Sure enough, an unsuspecting visitor to Kassel Airport will likely feel a bit lonely when entering the premises. Everything one would expect from an airport is there—except people.
     FT spoke to Maria Anna Muller, recently appointed MD of the Kassel Airport Corporation and FT Woman of the Year 2006. Ms. Muller came to our attention as the hard driving, opportunistic airport marketeer at Frankfurt Hahn that year.
     Later she moved up to the German Baltic coast, becoming the first ever woman manager of a major German aerial gateway at Rostock - Laage.
     Today serving as MD at a high profile, heavily invested new gateway during a rather tough business year, Maria still keeps focus on the great benefit and dream of building aviation alive in what she believes will eventually become a major regional airport success.
     The first thing we wonder about in 2013 is if regional airports in Germany—and Kassel in particular—fulfill any useful function. In a state which has probably one of the best rail and highway systems, why is another regional airport needed within 200 km of Frankfurt Rhein-Main on one side, Hanover on the other, and just 70 km from Paderborn?
     “I wouldn’t be here if I did not believe in the potential of this airport,” Maria said emphatically. “Indeed, regional airports—in Germany and elsewhere—fulfill a multitude of important functions: boosting and supporting local economy, providing jobs, connecting the region with the HUBs, and leisure destinations.
     “Regional airports with their leaner structures are more efficient and thus benefit both the need of business and leisure travelers—easy and free parking, short distances, and short check-in times.”

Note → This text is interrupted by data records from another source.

//! Request creation: the numbered insert and the reference image upload,
//! committed together or not at all.

use async_trait::async_trait;
use chrono::{DateTime, Utc};
use mediadesk_storage::Storage;
use sqlx::{PgPool, Postgres, Transaction};
use uuid::Uuid;

use super::UploadPolicy;
use crate::error::CoreError;
use crate::models::{CreatedMediaRequest, MediaRequest, NewMediaRecord, UploadedFile};
use crate::request_number::{AllocationError, PgRequestStore, RequestNumberAllocator, StoreError};

const ATTACH_REFERENCE_SQL: &str = "UPDATE media_requests SET reference_image_drive_id = $1, updated_at = NOW()
     WHERE id = $2 RETURNING *";

/// One creation attempt. Dropping it without `commit` rolls back the insert
/// and frees its request number.
#[async_trait]
pub trait CreationTx: Send {
    /// Allocate a request number and insert `record` under it
    async fn insert(
        &mut self,
        allocator: &RequestNumberAllocator,
        record: &NewMediaRecord,
        at: DateTime<Utc>,
    ) -> Result<MediaRequest, CoreError>;

    async fn attach_reference(&mut self, id: Uuid, file_id: &str) -> Result<MediaRequest, CoreError>;

    async fn commit(self) -> Result<(), CoreError>;
}

/// Where media requests are persisted
#[async_trait]
pub trait RequestLedger: Send + Sync {
    type Tx: CreationTx;

    async fn begin(&self) -> Result<Self::Tx, CoreError>;

    /// Record an uploaded reference image on an already committed request
    async fn attach_reference(&self, id: Uuid, file_id: &str) -> Result<MediaRequest, CoreError>;
}

pub struct PgLedger {
    pool: PgPool,
    lock_prefix: bool,
}

impl PgLedger {
    pub fn new(pool: PgPool, lock_prefix: bool) -> Self {
        Self { pool, lock_prefix }
    }
}

pub struct PgCreationTx {
    tx: Transaction<'static, Postgres>,
    lock_prefix: bool,
}

#[async_trait]
impl CreationTx for PgCreationTx {
    async fn insert(
        &mut self,
        allocator: &RequestNumberAllocator,
        record: &NewMediaRecord,
        at: DateTime<Utc>,
    ) -> Result<MediaRequest, CoreError> {
        let mut store = PgRequestStore::new(&mut *self.tx, record, self.lock_prefix);
        let number = allocator.allocate(&mut store, at).await?;
        store
            .into_inserted()
            .ok_or_else(|| CoreError::from(StoreError::Backend(format!("claimed {} but no row was returned", number))))
    }

    async fn attach_reference(&mut self, id: Uuid, file_id: &str) -> Result<MediaRequest, CoreError> {
        let request = sqlx::query_as::<_, MediaRequest>(ATTACH_REFERENCE_SQL)
            .bind(file_id)
            .bind(id)
            .fetch_one(&mut *self.tx)
            .await?;
        Ok(request)
    }

    async fn commit(self) -> Result<(), CoreError> {
        self.tx.commit().await?;
        Ok(())
    }
}

#[async_trait]
impl RequestLedger for PgLedger {
    type Tx = PgCreationTx;

    async fn begin(&self) -> Result<PgCreationTx, CoreError> {
        Ok(PgCreationTx {
            tx: self.pool.begin().await?,
            lock_prefix: self.lock_prefix,
        })
    }

    async fn attach_reference(&self, id: Uuid, file_id: &str) -> Result<MediaRequest, CoreError> {
        let request = sqlx::query_as::<_, MediaRequest>(ATTACH_REFERENCE_SQL)
            .bind(file_id)
            .bind(id)
            .fetch_one(&self.pool)
            .await?;
        Ok(request)
    }
}

/// A reference image and the folder it goes to
#[derive(Debug, Clone, Copy)]
pub struct ReferenceUpload<'a> {
    pub file: &'a UploadedFile,
    pub folder_id: &'a str,
}

pub struct Creation<'a, L> {
    pub ledger: &'a L,
    pub storage: &'a dyn Storage,
    pub allocator: &'a RequestNumberAllocator,
    pub policy: UploadPolicy,
}

impl<L: RequestLedger> Creation<'_, L> {
    /// Create the request, retrying once more on an allocation conflict.
    ///
    /// Under `Required` the upload happens inside the transaction, so a slow
    /// provider holds the prefix lock for every creation in that minute.
    pub async fn run(
        &self,
        record: &NewMediaRecord,
        upload: Option<ReferenceUpload<'_>>,
        at: DateTime<Utc>,
    ) -> Result<CreatedMediaRequest, CoreError> {
        let mut retried = false;
        loop {
            match self.once(record, upload, at).await {
                Err(CoreError::Allocation(e @ AllocationError::Conflict { .. })) if !retried => {
                    tracing::warn!("{}; retrying request creation", e);
                    retried = true;
                }
                result => return result,
            }
        }
    }

    async fn once(
        &self,
        record: &NewMediaRecord,
        upload: Option<ReferenceUpload<'_>>,
        at: DateTime<Utc>,
    ) -> Result<CreatedMediaRequest, CoreError> {
        let mut tx = self.ledger.begin().await?;
        let mut request = tx.insert(self.allocator, record, at).await?;

        let mut warnings = Vec::new();
        match (self.policy, upload) {
            (UploadPolicy::Required, Some(upload)) => {
                let file_id = self
                    .upload_reference(&request.request_number, upload)
                    .await
                    .map_err(|e| {
                        tracing::error!("Reference upload for {} failed, rolling back: {}", request.request_number, e);
                        CoreError::UploadFailed(e)
                    })?;
                request = tx.attach_reference(request.id, &file_id).await?;
                tx.commit().await?;
            }
            (UploadPolicy::BestEffort, Some(upload)) => {
                tx.commit().await?;
                match self.upload_reference(&request.request_number, upload).await {
                    Ok(file_id) => match self.ledger.attach_reference(request.id, &file_id).await {
                        Ok(updated) => request = updated,
                        Err(e) => {
                            tracing::warn!(
                                "Reference image {} uploaded but not linked to {}: {}",
                                file_id,
                                request.request_number,
                                e
                            );
                            warnings.push(
                                "Request saved and the reference image uploaded, but it could not be linked to the request."
                                    .to_string(),
                            );
                        }
                    },
                    Err(e) => {
                        tracing::warn!("Reference upload for {} failed: {}", request.request_number, e);
                        warnings.push(format!("Request saved, but the reference image upload failed: {}", e));
                    }
                }
            }
            (_, None) => tx.commit().await?,
        }

        tracing::info!("Created media request {} for user {}", request.request_number, request.user_id);
        Ok(CreatedMediaRequest { request, warnings })
    }

    async fn upload_reference(&self, request_number: &str, upload: ReferenceUpload<'_>) -> Result<String, String> {
        let file = upload.file;
        let filename = format!("{}_{}", request_number, file.filename);
        self.storage
            .upload(file.data.clone(), &filename, file.content_type.as_deref(), upload.folder_id)
            .await
            .map_err(|e| e.to_string())
    }
}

     “In terms of the reported reconstruction cost of 271 million Euros compared to the 151 million Euros projected, we are grateful for the opportunity to correct a few obvious misperceptions here.
     “I have a hard time understanding what’s expected.
     “KSF has been operative for about eight weeks and the construction work is far from finished.
     “New flights are typically added at the beginning of either the summer or the winter schedule. I’m sure that you are also aware that right now aviation in total, and specifically the German aviation industry, is in a recessive phase—Air Berlin is shrinking their fleet, Lufthansa is outsourcing most domestic traffic to
100 percent subsidiary Germanwings, and OLT and ACG just went bust.
     “Kassel has potential, and with its location almost in the middle of Europe’s strongest economy and a number of large sized corporations—Mercedes, Volkswagen, Wintershall, Eurocopter, just to name a few—there is both a need for corporate traffic and a base well-paid workforce interested in touristic air travel.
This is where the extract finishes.